Bcl-xL is important for the antiapoptotic activity of Gfi1 and is upregulated by Gfi1 through hemgn.

Abstract

Gfi1 is a transcriptional repressor that plays a critical role in hematopoiesis. Gfi1 represses its target genes primarily through interacting with the histone demethylase LSD1 via its SNAG domain. A major function of Gfi1 is to inhibit DNA damage-induced apoptosis through its involvement in post-translational modifications and subsequent inhibition of p53 protein, and in PRMT1-dependent methylation of MRE11 and 53BP1, which is necessary for these proteins to function in DNA repair. We show here that Gfi1 inhibited apoptosis induced not only by DNA damage but also by growth factor withdrawal, inhibitory cytokine TGF-β and MYC activation.

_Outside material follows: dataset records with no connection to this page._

//! Transport seam between the registry client and the wire.
//!
//! [`Transport`] is the only thing the client needs from the network: send a
//! request, get back a status and a body. [`HttpTransport`] does that over
//! reqwest; tests plug in their own implementations.

use crate::config::{ClientConfig, RegistryDefaults};
use crate::{RegistryError, Result};
use async_trait::async_trait;
use bytes::Bytes;
use reqwest::{header, Client, StatusCode};
use std::time::Duration;
use tracing::debug;
use url::Url;

/// HTTP methods the registry protocol uses.
#[derive(Debug, Clone, Copy, PartialEq, Eq)]
pub enum Method {
    Get,
    Put,
}

impl std::fmt::Display for Method {
    fn fmt(&self, f: &mut std::fmt::Formatter<'_>) -> std::fmt::Result {
        match self {
            Method::Get => write!(f, "GET"),
            Method::Put => write!(f, "PUT"),
        }
    }
}

/// A request against the registry agent, relative to its base URL.
#[derive(Debug, Clone, PartialEq, Eq)]
pub struct RegistryRequest {
    pub method: Method,
    /// Path and query, starting with `/`.
    pub path: String,
    /// JSON body, if any.
    pub body: Option<Bytes>,
}

impl RegistryRequest {
    pub fn get(path: impl Into<String>) -> Self {
        Self {
            method: Method::Get,
            path: path.into(),
            body: None,
        }
    }

    pub fn put(path: impl Into<String>) -> Self {
        Self {
            method: Method::Put,
            path: path.into(),
            body: None,
        }
    }

    /// Attach a JSON-encoded body.
    pub fn with_json<T: serde::Serialize>(mut self, value: &T) -> Result<Self> {
        let encoded = serde_json::to_vec(value).map_err(|e| RegistryError::Encode {
            message: format!("{} {}: {}", self.method, self.endpoint(), e),
            source: Some(e),
        })?;
        self.body = Some(Bytes::from(encoded));
        Ok(self)
    }

    /// Path without the query string, for diagnostics.
    pub fn endpoint(&self) -> &str {
        self.path.split('?').next().unwrap_or(&self.path)
    }
}

/// What came back from the registry.
#[derive(Debug, Clone, PartialEq, Eq)]
pub struct RegistryResponse {
    pub status: u16,
    pub body: Bytes,
}

impl RegistryResponse {
    pub fn new(status: u16, body: impl Into<Bytes>) -> Self {
        Self {
            status,
            body: body.into(),
        }
    }

    /// The registry protocol signals success with exactly 200.
    pub fn is_success(&self) -> bool {
        self.status == StatusCode::OK.as_u16()
    }
}

/// Sends registry requests.
///
/// Implementations must be safe to call concurrently; the client shares one
/// transport between all clones.
#[async_trait]
pub trait Transport: Send + Sync {
    async fn send(&self, request: RegistryRequest) -> Result<RegistryResponse>;
}

/// reqwest-backed transport for one registry endpoint.
#[derive(Debug, Clone)]
pub struct HttpTransport {
    client: Client,
    base_url: Url,
    token: Option<String>,
    timeout: Duration,
}

impl HttpTransport {
    /// Create a transport from a client configuration.
    pub fn new(config: &ClientConfig) -> Result<Self> {
        let client = Client::builder()
            .timeout(config.request_timeout)
            .connect_timeout(config.request_timeout)
            .user_agent(RegistryDefaults::USER_AGENT)
            .build()
            .map_err(|e| RegistryError::Config {
                message: format!("Failed to create HTTP client: {}", e),
            })?;

        Ok(Self {
            client,
            base_url: config.base_url()?,
            token: config.token.clone(),
            timeout: config.request_timeout,
        })
    }

    /// Base URL requests are resolved against.
    pub fn base_url(&self) -> &Url {
        &self.base_url
    }

    fn map_error(&self, request: &RegistryRequest, err: reqwest::Error) -> RegistryError {
        if err.is_timeout() {
            return RegistryError::Timeout(self.timeout);
        }
        RegistryError::Transport {
            message: format!("{} {} failed: {}", request.method, request.endpoint(), err),
            cause: std::error::Error::source(&err).map(|s| s.to_string()),
        }
    }
}

#[async_trait]
impl Transport for HttpTransport {
    async fn send(&self, request: RegistryRequest) -> Result<RegistryResponse> {
        let url = self
            .base_url
            .join(request.path.trim_start_matches('/'))
            .map_err(|e| RegistryError::Config {
                message: format!("Invalid request path {}: {}", request.path, e),
            })?;

        let mut builder = match request.method {
            Method::Get => self.client.get(url),
            Method::Put => self.client.put(url),
        };
        if let Some(token) = &self.token {
            builder = builder.header(RegistryDefaults::TOKEN_HEADER, token.as_str());
        }
        if let Some(body) = &request.body {
            builder = builder
                .header(header::CONTENT_TYPE, "application/json;charset=UTF-8")
                .body(body.clone());
        }

        let response = builder
            .send()
            .await
            .map_err(|e| self.map_error(&request, e))?;
        let status = response.status().as_u16();
        let body = response
            .bytes()
            .await
            .map_err(|e| self.map_error(&request, e))?;

        debug!("{} {} -> {}", request.method, request.endpoint(), status);
        Ok(RegistryResponse { status, body })
    }
}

We further demonstrate that Gfi1 upregulated the expression of the pro-survival Bcl-2 family member Bcl-xL in a manner that was independent of p53. Bcl-xL overexpression partially rescued the hypersensitivity to DNA damage of Gfi1-knocked down leukemic cells and Gfi1-deficient mouse primary bone marrow (BM) cells. In contrast, Bcl-xL knockdown partially abolished the protective effect of Gfi1 on DNA damage-induced apoptosis. Notably, interaction with LSD1 was required and sufficient for Gfi1-mediaed upregulation of Bcl-xL, suggesting that Gfi1 may augment Bcl-xL expression by an indirect mechanism. We further demonstrate that Bcl-xL upregulation by Gfi1 was dependent on Hemgn upregulation, which results from Gfi1-mediated repression of PU.1. Our data reveal a novel mechanism by which Gfi1 inhibits apoptosis.